Viewing 25 posts - 1 through 25 (of 25 total)
  • Knife Sharpening
  • Premier Icon FuzzyWuzzy
    Full Member

    Anyone do it as a hobby? For some reason I want to get into it and bought some cheap whetstones and a leather strop from Amazon and watched a load of YouTube videos.

    Found it quite interesting but I think I’ve decided I probably won’t have the patience to get really good with a whetstone so rather than invest in better stones I’m wondering if I’d be better off with either something like a Wicked Edge setup (but they can be £500-1250) or something with mechanical assistance, like a Work Sharp Ken Onion edition belt system?
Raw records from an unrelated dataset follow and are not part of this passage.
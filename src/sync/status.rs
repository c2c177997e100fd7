// src/sync/status.rs
//! Moves synced records to the `Uploaded` status, one record at a time.

use crate::api::RecordSource;
use crate::constants::STATUS_UPLOADED;
use crate::types::PageId;

/// Marks every page `Uploaded`, returning the pages whose update failed.
///
/// A failure is logged and does not stop the remaining updates; a page left
/// `New` is picked up again on the next run.
pub async fn mark_uploaded(source: &dyn RecordSource, pages: &[PageId]) -> Vec<PageId> {
    let mut failed = Vec::new();

    for page in pages {
        if let Err(e) = source.set_status(page, STATUS_UPLOADED).await {
            log::error!("Error updating Notion page {}: {}", page, e);
            failed.push(page.clone());
        }
    }

    if !failed.is_empty() {
        log::warn!(
            "{} of {} status updates failed",
            failed.len(),
            pages.len()
        );
    }

    failed
}
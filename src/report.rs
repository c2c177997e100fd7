// src/report.rs
//! The JSON report returned by the sync endpoint.
//!
//! Every section carries its own `status`; the HTTP status code never does.

use crate::probe::{EndpointProbe, ProbeStatus, TableProbe};
use crate::sync::TableSyncOutcome;
use chrono::{DateTime, Utc};
use indexmap::IndexMap;
use serde::Serialize;

/// Full result of one invocation of the job.
#[derive(Debug, Clone, Serialize)]
pub struct SyncReport {
    pub generated_at: DateTime<Utc>,
    pub website_ping: EndpointProbe,
    /// Keyed `<table>_table`, in configuration order.
    pub supabase_ping: IndexMap<String, TableProbe>,
    pub notion_supabase_sync: SyncSummary,
    #[serde(skip_serializing_if = "Option::is_none")]
    pub notification: Option<NotificationResult>,
}

/// Aggregate of the per-table sync outcomes.
#[derive(Debug, Clone, PartialEq, Eq, Serialize)]
pub struct SyncSummary {
    pub status: ProbeStatus,
    pub total_processed: usize,
    pub tables: IndexMap<String, TableReport>,
}

#[derive(Debug, Clone, PartialEq, Eq, Serialize)]
pub struct TableReport {
    pub status: ProbeStatus,
    #[serde(flatten)]
    pub outcome: TableSyncOutcome,
}

#[derive(Debug, Clone, Copy, PartialEq, Eq, Serialize)]
#[serde(rename_all = "lowercase")]
pub enum NotificationStatus {
    Success,
    Error,
    Disabled,
}

#[derive(Debug, Clone, PartialEq, Eq, Serialize)]
pub struct NotificationResult {
    pub status: NotificationStatus,
    #[serde(skip_serializing_if = "Option::is_none")]
    pub message: Option<String>,
}

impl SyncSummary {
    /// Folds table outcomes into a summary; any failed table fails the sync.
    pub fn from_outcomes<I>(outcomes: I) -> Self
    where
        I: IntoIterator<Item = (String, TableSyncOutcome)>,
    {
        let tables: IndexMap<String, TableReport> = outcomes
            .into_iter()
            .map(|(table, outcome)| {
                let report = TableReport {
                    status: ProbeStatus::from_success(outcome.is_success()),
                    outcome,
                };
                (table, report)
            })
            .collect();

        let ok = tables.values().all(|t| t.status == ProbeStatus::Success);
        SyncSummary {
            status: ProbeStatus::from_success(ok),
            total_processed: tables.values().map(|t| t.outcome.processed).sum(),
            tables,
        }
    }

    pub fn is_success(&self) -> bool {
        self.status == ProbeStatus::Success
    }

    /// One-line message for the notification channel.
    pub fn notification_text(&self) -> String {
        if self.is_success() {
            format!(
                "✅ Notion → Supabase sync succeeded: {} records processed",
                self.total_processed
            )
        } else {
            let failed: Vec<String> = self
                .tables
                .iter()
                .filter(|(_, t)| t.status == ProbeStatus::Error)
                .map(|(name, t)| match t.outcome.failure_summary() {
                    Some(reason) => format!("{} ({})", name, reason),
                    None => name.clone(),
                })
                .collect();
            format!("❌ Notion → Supabase sync failed: {}", failed.join(", "))
        }
    }
}

/// Report key for a table's liveness probe.
pub fn probe_key(table: &str) -> String {
    format!("{}_table", table)
}

#[cfg(test)]
mod tests {
    use super::*;
    use pretty_assertions::assert_eq;
    use serde_json::json;

    fn outcome(processed: usize, error: Option<&str>) -> TableSyncOutcome {
        TableSyncOutcome {
            processed,
            pages_queried: 1,
            batches_written: usize::from(processed > 0),
            error: error.map(String::from),
            ..Default::default()
        }
    }

    #[test]
    fn summary_adds_up_tables() {
        let summary = SyncSummary::from_outcomes(vec![
            ("papers".to_string(), outcome(5, None)),
            ("links".to_string(), outcome(3, None)),
        ]);
        assert!(summary.is_success());
        assert_eq!(summary.total_processed, 8);
        assert_eq!(
            summary.notification_text(),
            "✅ Notion → Supabase sync succeeded: 8 records processed"
        );
    }

    #[test]
    fn one_aborted_table_fails_the_sync() {
        let summary = SyncSummary::from_outcomes(vec![
            ("papers".to_string(), outcome(0, Some("Network failure: timeout"))),
            ("links".to_string(), outcome(2, None)),
        ]);
        assert_eq!(summary.status, ProbeStatus::Error);
        assert_eq!(
            summary.notification_text(),
            "❌ Notion → Supabase sync failed: papers (Network failure: timeout)"
        );
    }

    #[test]
    fn rejected_pages_fail_the_table() {
        let summary = SyncSummary::from_outcomes(vec![
            (
                "papers".to_string(),
                TableSyncOutcome {
                    pages_queried: 3,
                    batches_written: 1,
                    processed: 2,
                    failed_pages: 2,
                    failed_status_updates: 1,
                    ..Default::default()
                },
            ),
            ("links".to_string(), outcome(1, None)),
        ]);
        assert_eq!(summary.status, ProbeStatus::Error);
        assert_eq!(summary.tables["papers"].status, ProbeStatus::Error);
        assert_eq!(summary.tables["links"].status, ProbeStatus::Success);
        assert_eq!(summary.total_processed, 3);
        assert_eq!(
            summary.notification_text(),
            "❌ Notion → Supabase sync failed: papers (2 failed pages; 1 failed status updates)"
        );
    }

    #[test]
    fn table_report_flattens_outcome() {
        let summary = SyncSummary::from_outcomes(vec![("links".to_string(), outcome(2, None))]);
        assert_eq!(
            serde_json::to_value(&summary).unwrap(),
            json!({
                "status": "success",
                "total_processed": 2,
                "tables": {
                    "links": {
                        "status": "success",
                        "processed": 2,
                        "pages_queried": 1,
                        "batches_written": 1,
                        "failed_pages": 0,
                        "failed_status_updates": 0,
                        "skipped_records": 0
                    }
                }
            })
        );
    }

    #[test]
    fn probe_keys() {
        assert_eq!(probe_key("papers"), "papers_table");
    }
}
Will probably keep practising with whetstones anyway but not looking to invest further in those at the moment but it would give me a good way to compare my progress or even finish on a whetstone after using another system to to do the initial sharpening.

    I think a paper or stone wheel system would be a bit overkill, I’m not looking to put a completely new edge on something just sharpen and maybe eventually grind out chips etc. (but sharpening being the most important)

    Will likely only ever sharpen my own and friends & family knifes (mostly kitchen but I guess outdoor type knives as well at some point) and a system that can also do a single edge sushi knife isn’t high on my requirements so something that could work commercially for a knife sharpening service isn’t important

    Happy to invest a few hundred in it (ideally a max of £750) but not really sure which system would be best. If you watch enough YouTube videos or read reviews then there’s about 50 different ‘world’s best sharpening systems’. Happy with something that takes a bit of time to learn just not as much time as freehand whetstone sharpening would

    Premier Icon joshvegas
    Free Member

    I think it’s possible you are over thinking this….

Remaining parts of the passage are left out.